> Your assignment: Set down the material exactly as given, please, from its first line through the line that includes "Status::Completed => self.completed".

> Material supplied:
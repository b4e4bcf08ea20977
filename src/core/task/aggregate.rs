//! Progress aggregation over a task's execution matrix.
//!
//! Task-level counters served with the task are authoritative for the summary;
//! the functions here derive the drill-down numbers (per statement, per
//! database, per cell) from the `/sqls/executions` payload.

use std::collections::{BTreeSet, HashMap};

use super::model::{QueryTask, QueryTaskExecution, SqlExecutions, TaskDatabase};
use super::status::Status;

/// A completed/failed/pending partition of some set of cells.
#[derive(Debug, Clone, Copy, Default, PartialEq, Eq)]
pub struct Progress {
    pub total: u32,
    pub completed: u32,
    pub failed: u32,
}

impl Progress {
    pub fn new(total: u32, completed: u32, failed: u32) -> Self {
        Self {
            total,
            completed,
            failed,
        }
    }

    pub fn pending(&self) -> u32 {
        self.total
            .saturating_sub(self.completed)
            .saturating_sub(self.failed)
    }

    pub fn record(&mut self, status: Status) {
        self.total += 1;
        match status {
            Status::Completed => self.completed += 1,
            Status::Failed => self.failed += 1,
            _ => {}
        }
    }

    pub fn merge(&mut self, other: Progress) {
        self.total += other.total;
        self.completed += other.completed;
        self.failed += other.failed;
    }

    /// Settled share in percent, rounded down.
    pub fn percent(&self) -> u32 {
        if self.total == 0 {
            return 0;
        }
        let settled = (self.completed + self.failed).min(self.total) as u64;
        (settled * 100 / self.total as u64) as u32
    }
}

pub fn sql_progress(sql: &SqlExecutions) -> Progress {
    let mut progress = Progress::default();
    for exec in &sql.executions {
        progress.record(exec.status);
    }
    progress
}

/// Statements in ascending `sql_order`; ties keep server order.
pub fn ordered_sqls(sqls: &[SqlExecutions]) -> Vec<&SqlExecutions> {
    let mut ordered: Vec<&SqlExecutions> = sqls.iter().collect();
    ordered.sort_by_key(|sql| sql.sql_order);
    ordered
}

#[derive(Debug, Clone, PartialEq)]
pub struct DatabaseGroup<'a> {
    pub database_name: &'a str,
    pub cells: Vec<&'a QueryTaskExecution>,
}

/// Cells of one statement grouped by database name. Groups appear in the
/// order their first cell was served and cells are never re-sorted by status.
pub fn group_by_database(sql: &SqlExecutions) -> Vec<DatabaseGroup<'_>> {
    let mut groups: Vec<DatabaseGroup<'_>> = Vec::new();
    let mut index: HashMap<&str, usize> = HashMap::new();
    for exec in &sql.executions {
        let name = exec.database_name.as_str();
        match index.get(name) {
            Some(&i) => groups[i].cells.push(exec),
            None => {
                index.insert(name, groups.len());
                groups.push(DatabaseGroup {
                    database_name: name,
                    cells: vec![exec],
                });
            }
        }
    }
    groups
}

pub fn cell_totals(sqls: &[SqlExecutions]) -> Progress {
    let mut total = Progress::default();
    for sql in sqls {
        total.merge(sql_progress(sql));
    }
    total
}

/// Cells of one target database across every statement.
#[derive(Debug, Clone, PartialEq)]
pub struct DatabaseSummary {
    pub instance_id: u64,
    pub instance_name: String,
    pub database_name: String,
    pub cells: Progress,
}

impl DatabaseSummary {
    pub fn key(&self) -> (u64, &str) {
        (self.instance_id, self.database_name.as_str())
    }

    pub fn target(&self) -> TaskDatabase {
        TaskDatabase {
            instance_id: self.instance_id,
            database_name: self.database_name.clone(),
            instance_name: self.instance_name.clone(),
        }
    }

    /// Failed when any cell failed, completed when every cell completed.
    pub fn status(&self) -> Status {
        if self.cells.failed > 0 {
            Status::Failed
        } else if self.cells.total > 0 && self.cells.completed == self.cells.total {
            Status::Completed
        } else if self.cells.completed > 0 {
            Status::Running
        } else {
            Status::Pending
        }
    }
}

/// One entry per (instance, database) in the order first served.
pub fn per_database(sqls: &[SqlExecutions]) -> Vec<DatabaseSummary> {
    let mut out: Vec<DatabaseSummary> = Vec::new();
    let mut index: HashMap<(u64, &str), usize> = HashMap::new();
    for sql in sqls {
        for exec in &sql.executions {
            let key = (exec.instance_id, exec.database_name.as_str());
            let i = *index.entry(key).or_insert_with(|| {
                out.push(DatabaseSummary {
                    instance_id: exec.instance_id,
                    instance_name: exec.instance_name.clone(),
                    database_name: exec.database_name.clone(),
                    cells: Progress::default(),
                });
                out.len() - 1
            });
            out[i].cells.record(exec.status);
        }
    }
    out
}

/// Per-database partition: a database counts as completed when every one of
/// its cells completed, as failed when any cell failed, pending otherwise.
pub fn database_progress(sqls: &[SqlExecutions]) -> Progress {
    let mut progress = Progress::default();
    for db in per_database(sqls) {
        progress.total += 1;
        match db.status() {
            Status::Failed => progress.failed += 1,
            Status::Completed => progress.completed += 1,
            _ => {}
        }
    }
    progress
}

/// Per-statement partition: a statement counts as completed when all of its
/// cells completed and as failed when any of them failed.
pub fn sql_level_progress(sqls: &[SqlExecutions]) -> Progress {
    let mut progress = Progress::default();
    for sql in sqls {
        let cells = sql_progress(sql);
        progress.total += 1;
        if cells.failed > 0 {
            progress.failed += 1;
        } else if cells.total > 0 && cells.completed == cells.total {
            progress.completed += 1;
        }
    }
    progress
}

#[derive(Debug, Clone, PartialEq, Eq)]
pub struct FailedCell {
    pub sql_order: u32,
    pub execution_id: u64,
    pub instance_id: u64,
    pub instance_name: String,
    pub database_name: String,
    pub error_message: String,
}

/// Every failed cell with its retained error, statement order first.
pub fn failed_cells(sqls: &[SqlExecutions]) -> Vec<FailedCell> {
    ordered_sqls(sqls)
        .into_iter()
        .flat_map(|sql| {
            sql.executions.iter().filter_map(move |exec| {
                exec.failure().map(|message| FailedCell {
                    sql_order: sql.sql_order,
                    execution_id: exec.id,
                    instance_id: exec.instance_id,
                    instance_name: exec.instance_name.clone(),
                    database_name: exec.database_name.clone(),
                    error_message: message.to_string(),
                })
            })
        })
        .collect()
}

/// What the user should take away from a task's status and counters.
#[derive(Debug, Clone, Copy, PartialEq, Eq)]
pub enum TaskOutcome {
    NotStarted,
    InProgress,
    Succeeded,
    /// The run finished but some cells failed.
    CompletedWithFailures,
    Failed,
    Unknown,
}

pub fn outcome(task: &QueryTask) -> TaskOutcome {
    match task.status {
        Status::Pending => TaskOutcome::NotStarted,
        Status::Running => TaskOutcome::InProgress,
        Status::Completed if task.failed_dbs > 0 || task.failed_sqls > 0 => {
            TaskOutcome::CompletedWithFailures
        }
        Status::Completed => TaskOutcome::Succeeded,
        Status::Failed => TaskOutcome::Failed,
        Status::Unknown(_) => TaskOutcome::Unknown,
    }
}

impl TaskOutcome {
    pub fn label(self) -> &'static str {
        match self {
            TaskOutcome::NotStarted => "not started",
            TaskOutcome::InProgress => "in progress",
            TaskOutcome::Succeeded => "succeeded",
            TaskOutcome::CompletedWithFailures => "completed with failures",
            TaskOutcome::Failed => "failed",
            TaskOutcome::Unknown => "unknown",
        }
    }
}

#[derive(Debug, Clone, PartialEq)]
pub struct SqlSummary {
    pub sql_id: u64,
    pub sql_order: u32,
    pub cells: Progress,
}

/// The three display layers of a task in one value.
#[derive(Debug, Clone, PartialEq)]
pub struct TaskProgress {
    /// Databases, from the task's own counters.
    pub dbs: Progress,
    /// Statements, from the task's own counters.
    pub sqls: Progress,
    /// Cells derived from the matrix; empty if the matrix was not fetched.
    pub cells: Progress,
    pub per_sql: Vec<SqlSummary>,
}

pub fn summarize(task: &QueryTask, sqls: &[SqlExecutions]) -> TaskProgress {
    TaskProgress {
        dbs: Progress::new(task.total_dbs, task.completed_dbs, task.failed_dbs),
        sqls: Progress::new(task.total_sqls, task.completed_sqls, task.failed_sqls),
        cells: cell_totals(sqls),
        per_sql: ordered_sqls(sqls)
            .into_iter()
            .map(|sql| SqlSummary {
                sql_id: sql.id,
                sql_order: sql.sql_order,
                cells: sql_progress(sql),
            })
            .collect(),
    }
}

/// Identity of every cell: (sql id, instance id, database name).
pub fn cell_identities(sqls: &[SqlExecutions]) -> BTreeSet<(u64, u64, String)> {
    sqls.iter()
        .flat_map(|sql| {
            sql.executions
                .iter()
                .map(move |exec| (sql.id, exec.instance_id, exec.database_name.clone()))
        })
        .collect()
}

/// Whether two observations of a task have the same statements and cells.
/// A re-run must keep both unchanged.
pub fn same_structure(before: &[SqlExecutions], after: &[SqlExecutions]) -> bool {
    let orders = |sqls: &[SqlExecutions]| -> Vec<(u64, u32)> {
        let mut v: Vec<(u64, u32)> = sqls.iter().map(|s| (s.id, s.sql_order)).collect();
        v.sort_unstable();
        v
    };
    orders(before) == orders(after) && cell_identities(before) == cell_identities(after)
}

> Reply to the task:
repository b4e4bcf08ea20977
filename src/core/task/aggregate.rs
//! Progress aggregation over a task's execution matrix.
//!
//! Task-level counters served with the task are authoritative for the summary;
//! the functions here derive the drill-down numbers (per statement, per
//! database, per cell) from the `/sqls/executions` payload.

use std::collections::{BTreeSet, HashMap};

use super::model::{QueryTask, QueryTaskExecution, SqlExecutions, TaskDatabase};
use super::status::Status;

/// A completed/failed/pending partition of some set of cells.
#[derive(Debug, Clone, Copy, Default, PartialEq, Eq)]
pub struct Progress {
    pub total: u32,
    pub completed: u32,
    pub failed: u32,
}

impl Progress {
    pub fn new(total: u32, completed: u32, failed: u32) -> Self {
        Self {
            total,
            completed,
            failed,
        }
    }

    pub fn pending(&self) -> u32 {
        self.total
            .saturating_sub(self.completed)
            .saturating_sub(self.failed)
    }

    pub fn record(&mut self, status: Status) {
        self.total += 1;
        match status {
            Status::Completed => self.completed += 1,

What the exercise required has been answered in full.